=== Begin Enclosure ===

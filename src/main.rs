//! Curling Engine
//!
//! `curling-engine relay` runs the message relay (the default).
//! `curling-engine demo` plays a headless match between two in-process
//! peers and checks that they agree at the end.
//! `curling-engine bot` joins a relay lobby and plays a match on its own.

use std::env;
use std::str::FromStr;
use std::sync::Arc;
use std::time::{Duration, Instant};
use anyhow::{bail, Context};
use tracing::{info, warn};
use tracing_subscriber::EnvFilter;

use curling_engine::{
    TICK_RATE, VERSION, Intent, MatchConfig, MatchPeer, MatchPhase, PeerView, SeededRng, Team,
    game::events::GameEventData,
    network::{ClientConfig, ClientHandle, RelayServer, ServerConfig},
};

#[tokio::main]
async fn main() -> anyhow::Result<()> {
    // Initialize logging
    tracing_subscriber::fmt()
        .with_env_filter(EnvFilter::try_from_default_env().unwrap_or_else(|_| EnvFilter::new("info")))
        .init();

    info!("Curling Engine v{}", VERSION);
    info!("Tick Rate: {} Hz", TICK_RATE);

    let mode = env::args().nth(1).unwrap_or_else(|| "relay".to_string());
    match mode.as_str() {
        "relay" => run_relay().await,
        "demo" => demo_match(),
        "bot" => run_bot().await,
        other => bail!("unknown mode '{}', expected relay, demo or bot", other),
    }
}

/// Read an optional environment override.
fn env_override<T>(name: &str) -> anyhow::Result<Option<T>>
where
    T: FromStr,
    T::Err: std::error::Error + Send + Sync + 'static,
{
    match env::var(name) {
        Ok(raw) => Ok(Some(raw.parse().with_context(|| format!("invalid {}", name))?)),
        Err(_) => Ok(None),
    }
}

fn match_config() -> anyhow::Result<MatchConfig> {
    let mut config = MatchConfig::default();
    if let Some(ends) = env_override("MATCH_TOTAL_ENDS")? {
        config.total_ends = ends;
    }
    Ok(config)
}

async fn run_relay() -> anyhow::Result<()> {
    let mut config = ServerConfig::default();
    if let Some(addr) = env_override("RELAY_BIND_ADDR")? {
        config.bind_addr = addr;
    }
    if let Some(max) = env_override("RELAY_MAX_CONNECTIONS")? {
        config.max_connections = max;
    }

    let server = Arc::new(RelayServer::new(config));
    let running = server.clone();
    let mut handle = tokio::spawn(async move { running.run().await });

    tokio::select! {
        result = &mut handle => result??,
        _ = tokio::signal::ctrl_c() => {
            info!("Interrupted, shutting down");
            server.shutdown();
            handle.await??;
        }
    }
    Ok(())
}

// =============================================================================
// BOT
// =============================================================================

/// Plays whatever side it is given: throws at the house, sweeps the
/// opponent's stone now and then.
struct Bot {
    rng: SeededRng,
    aim_ticks: u32,
    sweep_ticks: u32,
}

impl Bot {
    fn new(seed: u64) -> Self {
        Self {
            rng: SeededRng::new(seed),
            aim_ticks: 0,
            sweep_ticks: 0,
        }
    }

    fn decide(&mut self, view: &PeerView) -> Option<Intent> {
        if view.phase == MatchPhase::Interrupted {
            return Some(Intent::AcknowledgeInterrupt);
        }

        if view.is_my_turn {
            self.aim_ticks += 1;
            if self.aim_ticks < 30 {
                return None;
            }
            if view.phase == MatchPhase::Aiming {
                return Some(Intent::LockAim);
            }
            self.aim_ticks = 0;
            return Some(Intent::ConfirmThrow {
                direction: self.rng.next_f64_range(-0.03, 0.03),
                power: self.rng.next_f64_range(0.45, 0.62),
            });
        }

        if view.can_sweep {
            self.sweep_ticks += 1;
            if self.sweep_ticks % 8 != 0 || self.rng.next_f64_range(0.0, 1.0) < 0.5 {
                return None;
            }
            let stone = view.stones.iter().find(|s| s.is_moving())?;
            let ahead = stone.position + stone.velocity.scale(6.0);
            return Some(Intent::Sweep { x: ahead.x, y: ahead.y });
        }
        None
    }
}

async fn run_bot() -> anyhow::Result<()> {
    let mut config = ClientConfig {
        match_config: match_config()?,
        ..Default::default()
    };
    if let Ok(url) = env::var("RELAY_URL") {
        config.relay_url = url;
    }
    if let Ok(lobby) = env::var("LOBBY") {
        config.lobby = lobby;
    }
    if let Ok(name) = env::var("PLAYER_NAME") {
        config.display_name = name;
    }

    let handle = ClientHandle::spawn(config);
    let mut views = handle.views();
    let mut bot = Bot::new(rand_seed());

    while views.changed().await.is_ok() {
        let view = views.borrow_and_update().clone();
        let Some(view) = view else { continue };
        if view.phase == MatchPhase::GameOver {
            break;
        }
        if let Some(intent) = bot.decide(&view) {
            if !handle.send_intent(intent).await {
                break;
            }
        }
    }

    let summary = handle.join().await?;
    info!(?summary, "Bot done");
    Ok(())
}

fn rand_seed() -> u64 {
    std::time::SystemTime::now()
        .duration_since(std::time::UNIX_EPOCH)
        .map(|d| d.as_nanos() as u64)
        .unwrap_or(1)
}

// =============================================================================
// DEMO
// =============================================================================

/// Two peers, one process, simulated clock. Messages are delivered after
/// every step.
fn demo_match() -> anyhow::Result<()> {
    info!("=== Starting Demo Match ===");

    let config = match_config()?;
    let step = Duration::from_secs_f64(1.0 / f64::from(TICK_RATE));
    let mut now = Instant::now();

    let mut red = MatchPeer::new(Team::Red, config.clone(), 11, now);
    let mut yellow = MatchPeer::new(Team::Yellow, config.clone(), 22, now);
    let mut bots = [Bot::new(1), Bot::new(2)];

    info!("Ends: {}, first hammer: {:?}", config.total_ends, config.initial_hammer);

    let max_ticks = u64::from(config.total_ends) * 16 * 60 * u64::from(TICK_RATE);
    let mut ticks = 0u64;

    while !(red.is_finished() && yellow.is_finished()) {
        if ticks >= max_ticks {
            bail!("demo did not finish within {} ticks", max_ticks);
        }
        ticks += 1;
        now += step;

        for (peer, bot) in [&mut red, &mut yellow].into_iter().zip(bots.iter_mut()) {
            peer.tick(now);
            if let Some(intent) = bot.decide(&peer.view(now)) {
                peer.handle_intent(intent, now);
            }
            for event in peer.take_events() {
                if let GameEventData::EndScored { end, result, scores, .. } = event.data {
                    if peer.local_team() == Team::Red {
                        info!("End {}: {:?} scores {} (total {:?})", end, result.team, result.points, scores);
                    }
                }
            }
        }

        deliver(&mut red, &mut yellow, now);
    }

    // Print final results
    info!("=== Match Results ===");
    info!("Ticks: {} ({:.1} simulated minutes)", ticks, ticks as f64 / f64::from(TICK_RATE) / 60.0);
    info!("Scores: red {} / yellow {}", red.state().scores[0], red.state().scores[1]);
    info!("Winner: {:?}", red.state().leader());
    info!("Desyncs corrected: red {}, yellow {}", red.desync_count(), yellow.desync_count());

    info!("=== Verifying Convergence ===");
    let red_hash = red.state().compute_hash();
    let yellow_hash = yellow.state().compute_hash();
    info!("Red stones:    {}", hex::encode(red_hash));
    info!("Yellow stones: {}", hex::encode(yellow_hash));

    if red_hash == yellow_hash
        && red.state().scores == yellow.state().scores
        && red.state().phase == yellow.state().phase
    {
        info!("CONVERGENCE VERIFIED: peers agree");
        Ok(())
    } else {
        warn!("CONVERGENCE FAILURE: peers disagree");
        bail!("peers diverged")
    }
}

fn deliver(a: &mut MatchPeer, b: &mut MatchPeer, now: Instant) {
    loop {
        let to_b = a.drain_outbox();
        let to_a = b.drain_outbox();
        if to_a.is_empty() && to_b.is_empty() {
            break;
        }
        for msg in to_b {
            b.handle_message(msg, now);
        }
        for msg in to_a {
            a.handle_message(msg, now);
        }
    }
}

=== End Enclosure ===

■ What you should do: Nothing past the line containing "fn match_config() ->" should be restated; transcribe the material exactly from its first line through that line.

■ Task answer:
filename src/main.rs
//! Curling Engine
//!
//! `curling-engine relay` runs the message relay (the default).
//! `curling-engine demo` plays a headless match between two in-process
//! peers and checks that they agree at the end.
//! `curling-engine bot` joins a relay lobby and plays a match on its own.

use std::env;
use std::str::FromStr;
use std::sync::Arc;
use std::time::{Duration, Instant};
use anyhow::{bail, Context};
use tracing::{info, warn};
use tracing_subscriber::EnvFilter;

use curling_engine::{
    TICK_RATE, VERSION, Intent, MatchConfig, MatchPeer, MatchPhase, PeerView, SeededRng, Team,
    game::events::GameEventData,
    network::{ClientConfig, ClientHandle, RelayServer, ServerConfig},
};

#[tokio::main]
async fn main() -> anyhow::Result<()> {
    // Initialize logging
    tracing_subscriber::fmt()
        .with_env_filter(EnvFilter::try_from_default_env().unwrap_or_else(|_| EnvFilter::new("info")))
        .init();

    info!("Curling Engine v{}", VERSION);
    info!("Tick Rate: {} Hz", TICK_RATE);

    let mode = env::args().nth(1).unwrap_or_else(|| "relay".to_string());
    match mode.as_str() {
        "relay" => run_relay().await,
        "demo" => demo_match(),
        "bot" => run_bot().await,
        other => bail!("unknown mode '{}', expected relay, demo or bot", other),
    }
}

/// Read an optional environment override.
fn env_override<T>(name: &str) -> anyhow::Result<Option<T>>
where
    T: FromStr,
    T::Err: std::error::Error + Send + Sync + 'static,
{
    match env::var(name) {
        Ok(raw) => Ok(Some(raw.parse().with_context(|| format!("invalid {}", name))?)),
        Err(_) => Ok(None),
    }
}

fn match_config() -> anyhow::Result<MatchConfig> {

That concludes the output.